_Records shown_
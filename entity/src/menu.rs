use sea_orm::entity::prelude::*;

#[derive(Clone, Debug, PartialEq, Eq, DeriveEntityModel)]
#[sea_orm(table_name = "menu")]
pub struct Model {
    #[sea_orm(primary_key)]
    pub id: i32,
    pub menu_category_id: i32,
    pub name: String,
    pub price: i32,
    pub description: Option<String>,
    pub image: Option<String>,
}

#[derive(Copy, Clone, Debug, EnumIter, DeriveRelation)]
pub enum Relation {
    #[sea_orm(
        belongs_to = "super::menu_category::Entity",
        from = "Column::MenuCategoryId",
        to = "super::menu_category::Column::Id",
        on_update = "Cascade",
        on_delete = "Restrict"
    )]
    MenuCategory,
    #[sea_orm(has_many = "super::option_group::Entity")]
    OptionGroup,
}

impl Related<super::menu_category::Entity> for Entity {
    fn to() -> RelationDef {
        Relation::MenuCategory.def()
    }
}

impl Related<super::option_group::Entity> for Entity {
    fn to() -> RelationDef {
        Relation::OptionGroup.def()
    }
}

impl ActiveModelBehavior for ActiveModel {}
//! User account domain models and parameters.

use chrono::{DateTime, Utc};

use crate::model::user::{SignUpUserDto, UserDto};

/// Ordering customer account.
#[derive(Debug, Clone, PartialEq)]
pub struct User {
    pub id: i32,
    pub email: String,
    pub password_hash: String,
    pub nickname: String,
    pub phone: String,
    pub created_at: DateTime<Utc>,
}

impl User {
    /// Converts an entity model to a user domain model at the repository boundary.
    pub fn from_entity(entity: entity::user::Model) -> Self {
        Self {
            id: entity.id,
            email: entity.email,
            password_hash: entity.password_hash,
            nickname: entity.nickname,
            phone: entity.phone,
            created_at: entity.created_at,
        }
    }

    pub fn into_dto(self) -> UserDto {
        UserDto {
            u_id: self.id,
            email: self.email,
            nickname: self.nickname,
            phone: self.phone,
            created_at: self.created_at,
        }
    }
}

/// Parameters for registering a new user. `password` is plaintext.
#[derive(Debug, Clone)]
pub struct SignUpUserParam {
    pub email: String,
    pub password: String,
    pub nickname: String,
    pub phone: String,
}

impl SignUpUserParam {
    pub fn from_dto(dto: SignUpUserDto) -> Self {
        Self {
            email: dto.email,
            password: dto.password,
            nickname: dto.nickname,
            phone: dto.phone,
        }
    }
}

/// Parameters for inserting a user row.
#[derive(Debug, Clone)]
pub struct CreateUserParam {
    pub email: String,
    pub password_hash: String,
    pub nickname: String,
    pub phone: String,
}
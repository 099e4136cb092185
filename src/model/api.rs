use serde::{Deserialize, Serialize};
use utoipa::ToSchema;

/// JSON body returned for every error response.
#[derive(Debug, Serialize, Deserialize, ToSchema)]
pub struct ErrorDto {
    pub error: String,
}
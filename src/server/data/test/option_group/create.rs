use super::*;

#[tokio::test]
async fn creates_group_for_menu() -> Result<(), DbErr> {
    let test = TestBuilder::new()
        .with_menu_tables()
        .build()
        .await
        .unwrap();
    let db = test.db.as_ref().unwrap();

    let tree = factory::helpers::create_menu_tree(db).await?;

    let repo = OptionGroupRepository::new(db);
    let group = repo.create(tree.menu.id, "Sauce".to_string(), 2).await?;

    assert_eq!(group.menu_id, tree.menu.id);
    assert_eq!(group.max_count, 2);

    let groups = repo.get_by_menu(tree.menu.id).await?;
    assert_eq!(
        groups.iter().map(|g| g.id).collect::<Vec<_>>(),
        vec![tree.group.id, group.id]
    );
    assert!(repo.name_exists(tree.menu.id, "Sauce", None).await?);

    Ok(())
}
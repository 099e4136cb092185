//! Option group factory.

use crate::factory::helpers::next_id;
use sea_orm::{ActiveModelTrait, ActiveValue, DatabaseConnection, DbErr};

pub struct OptionGroupFactory<'a> {
    db: &'a DatabaseConnection,
    menu_id: i32,
    name: String,
    max_count: i32,
}

impl<'a> OptionGroupFactory<'a> {
    /// Creates a new factory named `"Group {id}"` allowing a single option by default.
    pub fn new(db: &'a DatabaseConnection, menu_id: i32) -> Self {
        Self {
            db,
            menu_id,
            name: format!("Group {}", next_id()),
            max_count: 1,
        }
    }

    pub fn name(mut self, name: impl Into<String>) -> Self {
        self.name = name.into();
        self
    }

    pub fn max_count(mut self, max_count: i32) -> Self {
        self.max_count = max_count;
        self
    }

    pub async fn build(self) -> Result<entity::option_group::Model, DbErr> {
        entity::option_group::ActiveModel {
            id: ActiveValue::NotSet,
            menu_id: ActiveValue::Set(self.menu_id),
            name: ActiveValue::Set(self.name),
            max_count: ActiveValue::Set(self.max_count),
        }
        .insert(self.db)
        .await
    }
}

pub async fn create_option_group(
    db: &DatabaseConnection,
    menu_id: i32,
) -> Result<entity::option_group::Model, DbErr> {
    OptionGroupFactory::new(db, menu_id).build().await
}
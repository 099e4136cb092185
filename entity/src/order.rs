use sea_orm::entity::prelude::*;

use super::sea_orm_active_enums::{OrderStatus, PaymentType};

#[derive(Clone, Debug, PartialEq, Eq, DeriveEntityModel)]
#[sea_orm(table_name = "orders")]
pub struct Model {
    #[sea_orm(primary_key)]
    pub id: i32,
    pub user_id: Option<i32>,
    pub restaurant_id: Option<i32>,
    pub payment_type: PaymentType,
    pub status: OrderStatus,
    pub discount_amount: i64,
    pub total_price: i64,
    pub detail: Json,
    pub created_at: DateTimeUtc,
}

#[derive(Copy, Clone, Debug, EnumIter, DeriveRelation)]
pub enum Relation {
    #[sea_orm(
        belongs_to = "super::user::Entity",
        from = "Column::UserId",
        to = "super::user::Column::Id",
        on_update = "Cascade",
        on_delete = "SetNull"
    )]
    User,
    #[sea_orm(
        belongs_to = "super::restaurant::Entity",
        from = "Column::RestaurantId",
        to = "super::restaurant::Column::Id",
        on_update = "Cascade",
        on_delete = "SetNull"
    )]
    Restaurant,
}

impl Related<super::user::Entity> for Entity {
    fn to() -> RelationDef {
        Relation::User.def()
    }
}

impl Related<super::restaurant::Entity> for Entity {
    fn to() -> RelationDef {
        Relation::Restaurant.def()
    }
}

impl ActiveModelBehavior for ActiveModel {}
use axum::{
    http::StatusCode,
    response::{IntoResponse, Response},
    Json,
};
use thiserror::Error;

use crate::model::api::ErrorDto;

#[derive(Error, Debug)]
pub enum AuthError {
    /// Request did not carry the expected token header.
    ///
    /// Results in a 403 Forbidden response.
    #[error("Missing token in header {0}")]
    MissingToken(&'static str),

    /// Token failed signature or expiry validation.
    ///
    /// Results in a 403 Forbidden response.
    #[error("Invalid token: {0}")]
    InvalidToken(String),

    /// Token is valid but was issued for a different purpose, e.g. a refresh
    /// token presented as an access token or a user token on a restaurant route.
    ///
    /// Results in a 403 Forbidden response.
    #[error("Token of kind {found} used where {expected} is required")]
    TokenKindMismatch {
        expected: &'static str,
        found: String,
    },

    /// Token subject no longer resolves to an account.
    ///
    /// Results in a 403 Forbidden response.
    #[error("Account {0} referenced by token does not exist")]
    AccountNotInDatabase(String),

    /// No account is registered with the email given at sign in.
    ///
    /// Results in a 404 Not Found response.
    #[error("No account registered for {0}")]
    UnknownEmail(String),

    /// Password does not match the stored hash.
    ///
    /// Results in a 401 Unauthorized response.
    #[error("Password mismatch for account {0}")]
    PasswordMismatch(String),
}

/// Converts authentication errors into HTTP responses.
///
/// Maps authentication errors to appropriate HTTP status codes and user-friendly error messages:
/// - `MissingToken` / `InvalidToken` / `TokenKindMismatch` / `AccountNotInDatabase` → 403 Forbidden
/// - `UnknownEmail` → 404 Not Found with "Account not found"
/// - `PasswordMismatch` → 401 Unauthorized with "Incorrect password"
///
/// All errors are logged at debug level for diagnostics while keeping client-facing messages
/// generic to avoid information leakage.
impl IntoResponse for AuthError {
    fn into_response(self) -> Response {
        tracing::debug!("{}", self);

        let (status, message) = match self {
            Self::MissingToken(_)
            | Self::InvalidToken(_)
            | Self::TokenKindMismatch { .. }
            | Self::AccountNotInDatabase(_) => (StatusCode::FORBIDDEN, "Invalid or missing token"),
            Self::UnknownEmail(_) => (StatusCode::NOT_FOUND, "Account not found"),
            Self::PasswordMismatch(_) => (StatusCode::UNAUTHORIZED, "Incorrect password"),
        };

        (
            status,
            Json(ErrorDto {
                error: message.to_string(),
            }),
        )
            .into_response()
    }
}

_How to complete this task_
Lines with "await" in them: work out how many there are in the listing and give the figure alone.

_Answer to this task_
7